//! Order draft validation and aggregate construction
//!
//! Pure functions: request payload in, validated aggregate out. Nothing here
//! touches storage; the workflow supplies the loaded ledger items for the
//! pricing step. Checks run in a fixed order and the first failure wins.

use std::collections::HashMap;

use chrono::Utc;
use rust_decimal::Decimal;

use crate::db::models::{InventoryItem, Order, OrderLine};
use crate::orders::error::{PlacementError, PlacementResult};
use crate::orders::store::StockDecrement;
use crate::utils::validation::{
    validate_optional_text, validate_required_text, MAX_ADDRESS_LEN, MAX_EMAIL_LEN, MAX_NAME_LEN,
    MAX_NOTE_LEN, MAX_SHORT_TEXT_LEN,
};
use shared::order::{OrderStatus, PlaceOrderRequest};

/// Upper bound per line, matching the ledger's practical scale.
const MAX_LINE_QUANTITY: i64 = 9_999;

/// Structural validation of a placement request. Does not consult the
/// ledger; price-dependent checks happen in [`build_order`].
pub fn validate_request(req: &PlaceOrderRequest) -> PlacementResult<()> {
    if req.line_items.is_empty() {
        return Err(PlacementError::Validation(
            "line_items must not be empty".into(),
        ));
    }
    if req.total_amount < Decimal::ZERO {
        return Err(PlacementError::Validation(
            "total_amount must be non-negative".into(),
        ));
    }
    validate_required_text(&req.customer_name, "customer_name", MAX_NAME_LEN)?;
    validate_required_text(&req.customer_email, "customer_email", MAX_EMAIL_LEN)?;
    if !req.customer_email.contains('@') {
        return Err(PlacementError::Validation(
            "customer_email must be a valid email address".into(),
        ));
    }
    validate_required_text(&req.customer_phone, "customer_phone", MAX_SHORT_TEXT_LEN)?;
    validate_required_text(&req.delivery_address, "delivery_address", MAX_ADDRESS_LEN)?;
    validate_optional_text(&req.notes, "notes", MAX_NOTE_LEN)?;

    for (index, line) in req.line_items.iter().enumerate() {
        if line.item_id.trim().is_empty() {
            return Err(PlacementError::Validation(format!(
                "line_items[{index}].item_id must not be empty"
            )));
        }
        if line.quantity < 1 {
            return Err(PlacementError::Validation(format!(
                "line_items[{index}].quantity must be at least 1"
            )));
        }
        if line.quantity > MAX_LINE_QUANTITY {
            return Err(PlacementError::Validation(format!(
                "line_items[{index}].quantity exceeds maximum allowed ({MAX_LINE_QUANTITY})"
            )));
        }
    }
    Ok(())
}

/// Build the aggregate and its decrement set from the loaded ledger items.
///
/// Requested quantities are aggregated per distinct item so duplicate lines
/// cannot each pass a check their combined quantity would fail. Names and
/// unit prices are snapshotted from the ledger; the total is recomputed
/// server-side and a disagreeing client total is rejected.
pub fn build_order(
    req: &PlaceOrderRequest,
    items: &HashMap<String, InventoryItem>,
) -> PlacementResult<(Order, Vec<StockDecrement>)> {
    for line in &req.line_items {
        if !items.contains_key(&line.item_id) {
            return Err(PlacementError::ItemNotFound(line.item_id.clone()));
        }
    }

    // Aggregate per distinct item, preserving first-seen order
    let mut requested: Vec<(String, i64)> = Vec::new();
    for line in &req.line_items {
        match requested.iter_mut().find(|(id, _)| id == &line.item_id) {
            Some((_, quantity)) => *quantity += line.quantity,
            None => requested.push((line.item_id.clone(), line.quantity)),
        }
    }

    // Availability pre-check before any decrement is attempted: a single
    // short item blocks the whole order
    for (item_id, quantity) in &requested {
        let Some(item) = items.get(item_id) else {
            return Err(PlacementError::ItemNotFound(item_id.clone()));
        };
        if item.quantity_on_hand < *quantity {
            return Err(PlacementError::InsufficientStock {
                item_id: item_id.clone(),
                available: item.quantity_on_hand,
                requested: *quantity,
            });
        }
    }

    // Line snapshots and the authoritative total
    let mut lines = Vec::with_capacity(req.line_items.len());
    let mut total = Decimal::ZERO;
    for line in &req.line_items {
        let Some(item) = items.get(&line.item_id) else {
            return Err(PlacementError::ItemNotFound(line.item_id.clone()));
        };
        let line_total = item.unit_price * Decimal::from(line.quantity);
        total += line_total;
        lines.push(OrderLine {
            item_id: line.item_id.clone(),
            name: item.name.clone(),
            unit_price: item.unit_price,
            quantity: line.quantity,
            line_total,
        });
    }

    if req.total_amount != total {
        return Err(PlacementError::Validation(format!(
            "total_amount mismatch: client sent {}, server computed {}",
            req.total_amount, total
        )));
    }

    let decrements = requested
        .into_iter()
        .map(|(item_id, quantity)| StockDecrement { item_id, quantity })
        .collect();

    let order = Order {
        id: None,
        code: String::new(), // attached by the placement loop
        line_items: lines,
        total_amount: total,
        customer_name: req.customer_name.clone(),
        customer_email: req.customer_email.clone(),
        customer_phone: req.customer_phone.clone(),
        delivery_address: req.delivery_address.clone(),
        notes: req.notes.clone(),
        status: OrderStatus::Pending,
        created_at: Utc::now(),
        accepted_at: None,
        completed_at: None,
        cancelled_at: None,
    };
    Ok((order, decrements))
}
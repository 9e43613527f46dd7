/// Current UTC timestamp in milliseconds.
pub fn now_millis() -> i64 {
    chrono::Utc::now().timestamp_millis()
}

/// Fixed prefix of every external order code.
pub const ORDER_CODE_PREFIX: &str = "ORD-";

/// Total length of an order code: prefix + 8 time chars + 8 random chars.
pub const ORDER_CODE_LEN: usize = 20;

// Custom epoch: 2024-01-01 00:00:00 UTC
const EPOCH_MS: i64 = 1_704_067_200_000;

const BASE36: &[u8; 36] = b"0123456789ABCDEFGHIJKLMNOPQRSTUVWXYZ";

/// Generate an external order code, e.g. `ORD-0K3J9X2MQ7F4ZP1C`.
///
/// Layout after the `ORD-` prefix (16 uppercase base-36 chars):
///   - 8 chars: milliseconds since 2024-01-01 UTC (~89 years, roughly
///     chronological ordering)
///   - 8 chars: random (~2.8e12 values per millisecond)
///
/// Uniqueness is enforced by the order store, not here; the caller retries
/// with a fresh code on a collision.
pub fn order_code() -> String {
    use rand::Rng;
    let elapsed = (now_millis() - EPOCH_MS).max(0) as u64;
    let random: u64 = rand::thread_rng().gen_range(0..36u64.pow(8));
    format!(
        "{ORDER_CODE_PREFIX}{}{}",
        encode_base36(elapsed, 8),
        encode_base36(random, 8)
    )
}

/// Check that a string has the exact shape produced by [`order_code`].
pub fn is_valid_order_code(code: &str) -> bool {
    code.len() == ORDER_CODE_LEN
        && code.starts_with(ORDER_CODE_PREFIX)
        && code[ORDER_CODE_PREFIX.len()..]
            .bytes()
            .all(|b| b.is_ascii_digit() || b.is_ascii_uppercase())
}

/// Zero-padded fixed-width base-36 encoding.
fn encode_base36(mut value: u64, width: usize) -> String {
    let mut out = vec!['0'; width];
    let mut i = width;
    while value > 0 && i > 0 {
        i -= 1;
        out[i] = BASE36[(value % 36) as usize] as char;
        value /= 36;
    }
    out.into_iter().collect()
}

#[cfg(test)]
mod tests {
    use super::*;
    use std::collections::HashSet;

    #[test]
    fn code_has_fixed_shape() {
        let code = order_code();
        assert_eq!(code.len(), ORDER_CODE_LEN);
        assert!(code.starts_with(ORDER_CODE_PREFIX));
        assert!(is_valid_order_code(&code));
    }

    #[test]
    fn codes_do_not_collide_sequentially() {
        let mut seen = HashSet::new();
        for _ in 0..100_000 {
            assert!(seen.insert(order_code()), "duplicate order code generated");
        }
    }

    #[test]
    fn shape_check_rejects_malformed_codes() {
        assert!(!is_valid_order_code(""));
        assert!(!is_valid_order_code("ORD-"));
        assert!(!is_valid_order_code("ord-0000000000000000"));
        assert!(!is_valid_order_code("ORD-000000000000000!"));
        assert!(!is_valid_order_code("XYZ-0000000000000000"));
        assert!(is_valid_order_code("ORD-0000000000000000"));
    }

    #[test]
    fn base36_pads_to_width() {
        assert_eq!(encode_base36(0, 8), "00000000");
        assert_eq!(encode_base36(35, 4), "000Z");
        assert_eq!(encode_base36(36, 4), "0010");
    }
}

——

# Task instructions:
Please transcribe the data above without changes, from its first line to its "be at least" line, and leave out anything past that.

# Answer to this problem:
//! Order draft validation and aggregate construction
//!
//! Pure functions: request payload in, validated aggregate out. Nothing here
//! touches storage; the workflow supplies the loaded ledger items for the
//! pricing step. Checks run in a fixed order and the first failure wins.

use std::collections::HashMap;

use chrono::Utc;
use rust_decimal::Decimal;

use crate::db::models::{InventoryItem, Order, OrderLine};
use crate::orders::error::{PlacementError, PlacementResult};
use crate::orders::store::StockDecrement;
use crate::utils::validation::{
    validate_optional_text, validate_required_text, MAX_ADDRESS_LEN, MAX_EMAIL_LEN, MAX_NAME_LEN,
    MAX_NOTE_LEN, MAX_SHORT_TEXT_LEN,
};
use shared::order::{OrderStatus, PlaceOrderRequest};

/// Upper bound per line, matching the ledger's practical scale.
const MAX_LINE_QUANTITY: i64 = 9_999;

/// Structural validation of a placement request. Does not consult the
/// ledger; price-dependent checks happen in [`build_order`].
pub fn validate_request(req: &PlaceOrderRequest) -> PlacementResult<()> {
    if req.line_items.is_empty() {
        return Err(PlacementError::Validation(
            "line_items must not be empty".into(),
        ));
    }
    if req.total_amount < Decimal::ZERO {
        return Err(PlacementError::Validation(
            "total_amount must be non-negative".into(),
        ));
    }
    validate_required_text(&req.customer_name, "customer_name", MAX_NAME_LEN)?;
    validate_required_text(&req.customer_email, "customer_email", MAX_EMAIL_LEN)?;
    if !req.customer_email.contains('@') {
        return Err(PlacementError::Validation(
            "customer_email must be a valid email address".into(),
        ));
    }
    validate_required_text(&req.customer_phone, "customer_phone", MAX_SHORT_TEXT_LEN)?;
    validate_required_text(&req.delivery_address, "delivery_address", MAX_ADDRESS_LEN)?;
    validate_optional_text(&req.notes, "notes", MAX_NOTE_LEN)?;

    for (index, line) in req.line_items.iter().enumerate() {
        if line.item_id.trim().is_empty() {
            return Err(PlacementError::Validation(format!(
                "line_items[{index}].item_id must not be empty"
            )));
        }
        if line.quantity < 1 {
            return Err(PlacementError::Validation(format!(
                "line_items[{index}].quantity must be at least 1"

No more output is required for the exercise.